The image is how the calculator renders the example above.

In terms of functionality, the Menu('s flow is similar to some switch statement and cases, with a key difference that the user supplies the switch's usual expression. Like many switches and cases, the Lbl allows fall-through. For example, in the code above, if a user selects "FIRST", all three bodies are executed. However, selecting "SECOND" means only the second and third bodies are executed.

=== Loops ===
TI-BASIC includes three types of loops: For(, While, and Repeat.

==== For( ====
For( is similar to many other languages. It will repeat commands either a set number of times, or a variable number.

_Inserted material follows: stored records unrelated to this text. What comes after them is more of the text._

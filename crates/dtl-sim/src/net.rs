//! `InMemoryNetwork`: an in-memory `NetworkBackend` backing the Staging
//! engine's MQ and Mailbox transports.
//!
//! Message queues are FIFO (`mq_push`/`mq_pop`): every publisher's push is
//! a transaction's worth of bytes, and a subscriber pops once per
//! publisher its selection intersects, matching
//! `original_source/test/python/dtl_staging_engine.py`'s
//! `run_test_multiple_pub_single_sub_message_queue`. Mailboxes hold a
//! single slot that a `mailbox_put` overwrites and a `mailbox_get` reads
//! without consuming, the way ADIOS2's SST mailbox delivers only the most
//! recent message to a late subscriber.

use std::collections::{HashMap, VecDeque};
use std::sync::Mutex;

use dtl_core::NetworkBackend;
use log::{debug, warn};

/// Simulated network bandwidth (500 Mbps, matching the "internet" link in
/// `original_source/test/python/dtl_staging_engine.py`'s platform setup).
pub const DEFAULT_BANDWIDTH_BYTES_PER_SEC: f64 = 500.0e6 / 8.0;
/// Fixed per-message latency.
pub const DEFAULT_LATENCY_SECS: f64 = 1.0e-3;

#[derive(Debug, Default)]
struct NetworkInner {
    queues: HashMap<String, VecDeque<u64>>,
    mailboxes: HashMap<String, u64>,
}

#[derive(Debug)]
pub struct InMemoryNetwork {
    inner: Mutex<NetworkInner>,
    bandwidth_bytes_per_sec: f64,
    latency_secs: f64,
}

impl Default for InMemoryNetwork {
    fn default() -> Self {
        Self::new()
    }
}

impl InMemoryNetwork {
    pub fn new() -> Self {
        Self {
            inner: Mutex::new(NetworkInner::default()),
            bandwidth_bytes_per_sec: DEFAULT_BANDWIDTH_BYTES_PER_SEC,
            latency_secs: DEFAULT_LATENCY_SECS,
        }
    }

    pub fn with_bandwidth(bandwidth_bytes_per_sec: f64, latency_secs: f64) -> Self {
        Self { inner: Mutex::new(NetworkInner::default()), bandwidth_bytes_per_sec, latency_secs }
    }

    fn transfer_time(&self, bytes: u64) -> f64 {
        self.latency_secs + (bytes as f64) / self.bandwidth_bytes_per_sec
    }
}

impl NetworkBackend for InMemoryNetwork {
    fn mq_push(&self, queue: &str, bytes: u64) -> f64 {
        self.inner.lock().unwrap().queues.entry(queue.to_string()).or_default().push_back(bytes);
        debug!("net: pushed {bytes} bytes onto queue '{queue}'");
        self.transfer_time(bytes)
    }

    fn mq_pop(&self, queue: &str) -> f64 {
        let bytes = self.inner.lock().unwrap().queues.get_mut(queue).and_then(VecDeque::pop_front).unwrap_or(0);
        if bytes == 0 {
            warn!("net: popped from empty queue '{queue}'");
        }
        self.transfer_time(bytes)
    }

    fn mailbox_put(&self, mailbox: &str, bytes: u64) -> f64 {
        self.inner.lock().unwrap().mailboxes.insert(mailbox.to_string(), bytes);
        debug!("net: put {bytes} bytes into mailbox '{mailbox}'");
        self.transfer_time(bytes)
    }

    fn mailbox_get(&self, mailbox: &str) -> f64 {
        let bytes = self.inner.lock().unwrap().mailboxes.get(mailbox).copied().unwrap_or(0);
        self.transfer_time(bytes)
    }
}

#[cfg(test)]
mod tests {
    use super::*;

    #[test]
    fn mq_is_fifo_across_multiple_publishers() {
        let net = InMemoryNetwork::with_bandwidth(1000.0, 0.0);
        net.mq_push("q", 1000);
        net.mq_push("q", 2000);
        assert_eq!(net.mq_pop("q"), 1.0);
        assert_eq!(net.mq_pop("q"), 2.0);
        assert_eq!(net.mq_pop("q"), 0.0);
    }

    #[test]
    fn mailbox_get_does_not_consume() {
        let net = InMemoryNetwork::with_bandwidth(1000.0, 0.0);
        net.mailbox_put("mbox", 500);
        assert_eq!(net.mailbox_get("mbox"), 0.5);
        assert_eq!(net.mailbox_get("mbox"), 0.5);
    }

    #[test]
    fn mailbox_put_overwrites_previous_message() {
        let net = InMemoryNetwork::with_bandwidth(1000.0, 0.0);
        net.mailbox_put("mbox", 500);
        net.mailbox_put("mbox", 100);
        assert_eq!(net.mailbox_get("mbox"), 0.1);
    }
}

For(variable,start,end[,increment])
body
End

==== While and Repeat ====
While takes a single argument, a condition which must be fulfilled, without parentheses. Repeat functions the same way except that it loops when the given condition is false.

While condition
body
End

=== DS<( and IS>( ===
DS<( and IS>( are specialized conditionals that are similar in overall function to If statements. However, they have the unique property of changing the value of the given variable.

DS<(variable,value)
Command

== Data types and variables ==
TI-BASIC is strongly and mostly statically typed. Most variables, besides lists and programs, have predefined names and allowed types. Each variable can usually only hold one data type, the exceptions are the numeric and all list variables which can hold either real or complex values.

=== Numeric ===
There are 27 numeric variables, A through Z, and θ. These can hold two types of values, real and complex. All numbers are stored in the RAM as floating-point numbers with 14-digit mantissa, or significand, and an exponent range of -128 to 127. Complex numbers are stored as two consecutive reals.

=== List ===
Lists are also supported through the use of six built-in lists, and user created lists with up to five characters as the name. They are capable of holding up to 999 elements. A list may hold entirely real numbers or entirely imaginary numbers. Some functions in the calculator are able to operate over entire lists, via Array programming.

=== Matrix ===
Matrices are supported through the use of ten built-in matrices. Matrices do not support user created names or complex numbers.

=== Strings ===
There are ten built-in strings for storing variable text, named Str1 through Str9 and Str0.

=== Other data types ===
The TI-83 family supports several more data types other than numeric, list, and matrix types: token based data, screen image data, and graph database data. These data types cannot be directly manipulated by TI-BASIC.